Anche Lauso, figlio del lucumone etrusco Mezenzio, è un puer che diventa iuvenis e infine vir tramite atto eroico,
ovvero salvando il padre dal più forte Enea (come Antiloco per Nestore); il Troiano lo esorta a ritirarsi ma alla fine lo
uccide tributandogli onori. Il narratore commenta che, se ci fosse una giustizia al mondo, Pallante e Lauso si
scontrerebbero, cosicché almeno uno si salverebbe: ma così non è.
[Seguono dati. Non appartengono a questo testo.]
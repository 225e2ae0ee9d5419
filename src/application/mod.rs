pub mod app;
pub mod cli;
pub mod config;
pub mod snapshot;

pub use app::*;
pub use cli::*;
pub use config::*;
pub use snapshot::*;
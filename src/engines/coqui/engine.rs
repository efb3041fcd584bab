use std::path::{Path, PathBuf};

use crate::{BoxError, Device, VoiceCloningEngine};

use super::cli::{model_info_args, run_tts, synthesis_args, CoquiError};

/// Registry name of the multilingual XTTS v2 checkpoint.
pub const DEFAULT_MODEL_NAME: &str = "tts_models/multilingual/multi-dataset/xtts_v2";

/// Language codes XTTS v2 was trained on.
pub const SUPPORTED_LANGUAGES: &[&str] = &[
    "en", "es", "fr", "de", "it", "pt", "pl", "tr", "ru", "nl", "cs", "ar", "zh-cn", "ja", "hu",
    "ko", "hi",
];

/// Parameters for locating the Coqui CLI and choosing a model.
#[derive(Debug, Clone)]
pub struct CoquiModelParams {
    /// Path to the `tts` binary. `None` resolves `tts` from PATH.
    pub bin_path: Option<PathBuf>,
    /// Coqui model registry name.
    pub model_name: String,
}

impl Default for CoquiModelParams {
    fn default() -> Self {
        Self {
            bin_path: None,
            model_name: DEFAULT_MODEL_NAME.to_string(),
        }
    }
}

impl CoquiModelParams {
    fn bin(&self) -> PathBuf {
        self.bin_path.clone().unwrap_or_else(|| PathBuf::from("tts"))
    }
}

/// Coqui XTTS v2 engine.
///
/// Loading checks that the CLI runs and knows the model; the weights are
/// read by each `tts` process, so every synthesis is self-contained.
///
/// ```rust,no_run
/// use voice_clone_rs::engines::coqui::{CoquiEngine, CoquiModelParams};
/// use std::path::PathBuf;
///
/// let engine = CoquiEngine::with_params(CoquiModelParams {
///     bin_path: Some(PathBuf::from("/opt/venv/bin/tts")),
///     ..Default::default()
/// });
/// ```
pub struct CoquiEngine {
    params: CoquiModelParams,
    device: Option<Device>,
}

impl Default for CoquiEngine {
    fn default() -> Self {
        Self::new()
    }
}

impl CoquiEngine {
    /// Create an engine that uses `tts` from PATH and the XTTS v2 model.
    pub fn new() -> Self {
        Self::with_params(CoquiModelParams::default())
    }

    pub fn with_params(params: CoquiModelParams) -> Self {
        Self {
            params,
            device: None,
        }
    }

    pub fn params(&self) -> &CoquiModelParams {
        &self.params
    }

    /// Device the model was loaded for, if loaded.
    pub fn device(&self) -> Option<Device> {
        self.device
    }
}

fn check_language(language: &str) -> Result<(), CoquiError> {
    if SUPPORTED_LANGUAGES.contains(&language) {
        Ok(())
    } else {
        Err(CoquiError::UnsupportedLanguage(language.to_string()))
    }
}

impl VoiceCloningEngine for CoquiEngine {
    fn load_model(&mut self, device: Device) -> Result<(), BoxError> {
        self.device = None;
        let bin = self.params.bin();
        log::info!(
            "Loading Coqui model {} via {} on {}",
            self.params.model_name,
            bin.display(),
            device
        );

        run_tts(&bin, model_info_args(&self.params.model_name))?;
        self.device = Some(device);
        Ok(())
    }

    fn unload_model(&mut self) {
        self.device = None;
    }

    fn is_loaded(&self) -> bool {
        self.device.is_some()
    }

    fn synthesize_to_file(
        &mut self,
        text: &str,
        speaker_wav: &Path,
        language: &str,
        output: &Path,
    ) -> Result<(), BoxError> {
        let device = self.device.ok_or(CoquiError::ModelNotLoaded)?;
        check_language(language)?;

        let args = synthesis_args(
            &self.params.model_name,
            text,
            speaker_wav,
            language,
            output,
            device,
        );
        run_tts(&self.params.bin(), args)?;

        if !output.exists() {
            return Err(CoquiError::MissingOutput(output.to_path_buf()).into());
        }
        Ok(())
    }
}
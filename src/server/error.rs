use axum::extract::multipart::{MultipartError, MultipartRejection};
use axum::extract::rejection::JsonRejection;
use axum::http::StatusCode;
use axum::response::{IntoResponse, Response};
use axum::Json;
use serde::Serialize;

use crate::audio::AudioError;
use crate::cloner::CloneError;
use crate::storage::StorageError;

/// Error returned by every handler, rendered as `{success: false, message}`.
#[derive(thiserror::Error, Debug)]
pub enum ApiError {
    #[error("{0}")]
    Validation(String),
    #[error("{0}")]
    NotFound(String),
    #[error("{0}")]
    PayloadTooLarge(String),
    #[error("{0}")]
    ModelNotInitialized(String),
    #[error("{0}")]
    Synthesis(String),
    #[error("{0}")]
    AudioProcessing(String),
    #[error("{0}")]
    Internal(String),
}

impl ApiError {
    pub fn status(&self) -> StatusCode {
        match self {
            ApiError::Validation(_) => StatusCode::BAD_REQUEST,
            ApiError::NotFound(_) => StatusCode::NOT_FOUND,
            ApiError::PayloadTooLarge(_) => StatusCode::PAYLOAD_TOO_LARGE,
            ApiError::ModelNotInitialized(_)
            | ApiError::Synthesis(_)
            | ApiError::AudioProcessing(_)
            | ApiError::Internal(_) => StatusCode::INTERNAL_SERVER_ERROR,
        }
    }
}

#[derive(Debug, Serialize)]
struct ErrorBody {
    success: bool,
    message: String,
}

impl IntoResponse for ApiError {
    fn into_response(self) -> Response {
        let status = self.status();
        if status.is_server_error() {
            log::warn!("Request failed: {self}");
        }
        let body = Json(ErrorBody {
            success: false,
            message: self.to_string(),
        });
        (status, body).into_response()
    }
}

impl From<StorageError> for ApiError {
    fn from(err: StorageError) -> Self {
        match err {
            StorageError::UnsupportedExtension | StorageError::InvalidName(_) => {
                ApiError::Validation(err.to_string())
            }
            StorageError::TooLarge { .. } => ApiError::PayloadTooLarge(err.to_string()),
            StorageError::NotFound(_) => ApiError::NotFound(err.to_string()),
            StorageError::Io(_) => ApiError::Internal(format!("Error occurred: {err}")),
        }
    }
}

impl From<AudioError> for ApiError {
    fn from(err: AudioError) -> Self {
        ApiError::AudioProcessing(format!("Voice feature analysis failed: {err}"))
    }
}

impl From<CloneError> for ApiError {
    fn from(err: CloneError) -> Self {
        match &err {
            CloneError::ModelNotInitialized => ApiError::ModelNotInitialized(err.to_string()),
            CloneError::Synthesis(_) if err.audio_error().is_some() => {
                ApiError::AudioProcessing(err.to_string())
            }
            CloneError::Synthesis(_) => ApiError::Synthesis(err.to_string()),
        }
    }
}

impl From<MultipartError> for ApiError {
    fn from(err: MultipartError) -> Self {
        if err.status() == StatusCode::PAYLOAD_TOO_LARGE {
            ApiError::PayloadTooLarge(err.body_text())
        } else {
            ApiError::Validation(format!("Invalid multipart body: {}", err.body_text()))
        }
    }
}

impl From<MultipartRejection> for ApiError {
    fn from(err: MultipartRejection) -> Self {
        ApiError::Validation(format!("Expected a multipart upload: {}", err.body_text()))
    }
}

impl From<JsonRejection> for ApiError {
    fn from(err: JsonRejection) -> Self {
        ApiError::Validation(format!("Invalid JSON body: {}", err.body_text()))
    }
}

impl From<tokio::task::JoinError> for ApiError {
    fn from(err: tokio::task::JoinError) -> Self {
        ApiError::Internal(format!("Worker task failed: {err}"))
    }
}
//! Voice-cloning engines.
//!
//! This module contains implementations of [`crate::VoiceCloningEngine`].
//!
//! # Available Engines
//!
//! Enable engines via Cargo features:
//! - `coqui` - Coqui XTTS v2 through the `tts` command line tool (Python package `TTS` required)

#[cfg(feature = "coqui")]
pub mod coqui;
use std::path::PathBuf;

use clap::Parser;

use voice_clone_rs::config::{ServerConfig, ServerConfigBuilder, DEFAULT_LANGUAGE};
use voice_clone_rs::engines::coqui::{CoquiEngine, CoquiModelParams, DEFAULT_MODEL_NAME};
use voice_clone_rs::server::{self, AppState};
use voice_clone_rs::DevicePreference;

/// Web front-end for voice cloning with a reference recording.
#[derive(Parser, Debug)]
#[command(name = "voice-clone-server", version, about)]
struct Args {
    #[arg(long, default_value = "0.0.0.0")]
    host: String,

    #[arg(long, default_value_t = 5000)]
    port: u16,

    #[arg(long, default_value = "uploads")]
    uploads_dir: PathBuf,

    #[arg(long, default_value = "outputs")]
    outputs_dir: PathBuf,

    /// Directory for temporary preprocessed references (defaults to the system temp dir)
    #[arg(long)]
    temp_dir: Option<PathBuf>,

    /// Maximum upload size in MiB
    #[arg(long, default_value_t = 50)]
    max_upload_mb: usize,

    /// Language used when a request omits one
    #[arg(long, default_value = DEFAULT_LANGUAGE)]
    language: String,

    /// auto, cuda or cpu
    #[arg(long, default_value = "auto")]
    device: DevicePreference,

    /// Path to the Coqui `tts` binary (defaults to `tts` on PATH)
    #[arg(long)]
    tts_bin: Option<PathBuf>,

    #[arg(long, default_value = DEFAULT_MODEL_NAME)]
    model_name: String,

    #[arg(long, default_value_t = 1)]
    upload_retention_hours: u64,

    #[arg(long, default_value_t = 24)]
    output_retention_hours: u64,

    /// Load the model before accepting requests
    #[arg(long)]
    preload: bool,
}

impl Args {
    fn into_config(self) -> Result<ServerConfig, Box<dyn std::error::Error>> {
        let config = ServerConfigBuilder::default()
            .host(self.host)
            .port(self.port)
            .uploads_dir(self.uploads_dir)
            .outputs_dir(self.outputs_dir)
            .temp_dir(self.temp_dir)
            .max_upload_bytes(self.max_upload_mb * 1024 * 1024)
            .default_language(self.language)
            .device(self.device)
            .tts_bin(self.tts_bin)
            .model_name(self.model_name)
            .retention(ServerConfig::retention_hours(
                self.upload_retention_hours,
                self.output_retention_hours,
            ))
            .build()?;
        Ok(config)
    }
}

#[tokio::main]
async fn main() -> Result<(), Box<dyn std::error::Error>> {
    env_logger::Builder::from_env(env_logger::Env::default().default_filter_or("info")).init();

    let args = Args::parse();
    let preload = args.preload;
    let config = args.into_config()?;

    let engine = CoquiEngine::with_params(CoquiModelParams {
        bin_path: config.tts_bin.clone(),
        model_name: config.model_name.clone(),
    });
    let state = AppState::from_config(&config, Box::new(engine))?;

    if preload {
        let cloner = state.cloner.clone();
        if !tokio::task::spawn_blocking(move || cloner.initialize()).await? {
            log::warn!("Model preload failed; POST /initialize to retry");
        }
    }

    let addr = config.socket_addr()?;
    log::info!("Starting voice cloning web app at http://{addr}");
    server::serve(state, addr).await?;
    Ok(())
}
Verg. Aen. VI 854-886a Le date di inizio e di fine del poema, a livello cronologico, sono la caduta di Troia e la morte di
Marcello nel 23 a.C., perché nel VI libro si raccontano brevemente gli eventi fino all'età augustea. Nella storia di Roma il
punto di non ritorno è la caduta di Troia, che presagisce un'erede (come nel passaggio di testimone tra Priamidi ed
Anchisiadi): Roma è provvidenziale e teleologica. Altre profezie di lungo termine sono quella dell'VIII libro sullo scudo
di Enea (trionfo di Augusto del 29 a.C.) quella del XII libro: Giove rifà a Giunone la storia del mondo, l'unione perfetta
tra Latini e Troiani-Romani, ovvero la storia del I a.C., la pax Augusta (fino al 27 a.C.) per convincere la dea ad
abbandonare l'ostilità. Quindi il termine finale dell'Eneide è la morte di Marco Claudio Marcello, figlio di Ottavia e
Marcello, nipote di Augusto e suo designato successore in quanto unico maschio. La sua morte ripropone il problema
della successione cesariana: la propaganda si inceppa sulla mancanza di eredi, così nell'Eneide manca la visione
teleologica tipica della cultura romana. Marcello muore ancora puer, non fa in tempo a diventare iuvenis e soprattutto vir,
ovvero regnante su Roma.
La serie di personaggi presentati da Anchise è a tre ondate: Romolo e Augusto, i fondatori della città; i personaggi
di Roma dai re a Cesare e Pompeo; simmetricamente gli ultimi sono Marcello, vincitore di Annibale a Siracusa e dei
Galli, e Marcello nipote di Augusto. Le spolia opima sono le armi e l'armatura del capo dei nemici. Il giovane Marcello ha
tutte le qualità della καλοκαγαθία, ma un destino segnato dalla morte prima di poter dimostrarle (si dice ater), rimane per
sempre un miserandus puer, non può vincere i fata ed equiparasi al più noto Marcello. Il guaio di tutti questi pueri è il
non poter rompere i fata aspera, nonostante le loro imprese eroiche.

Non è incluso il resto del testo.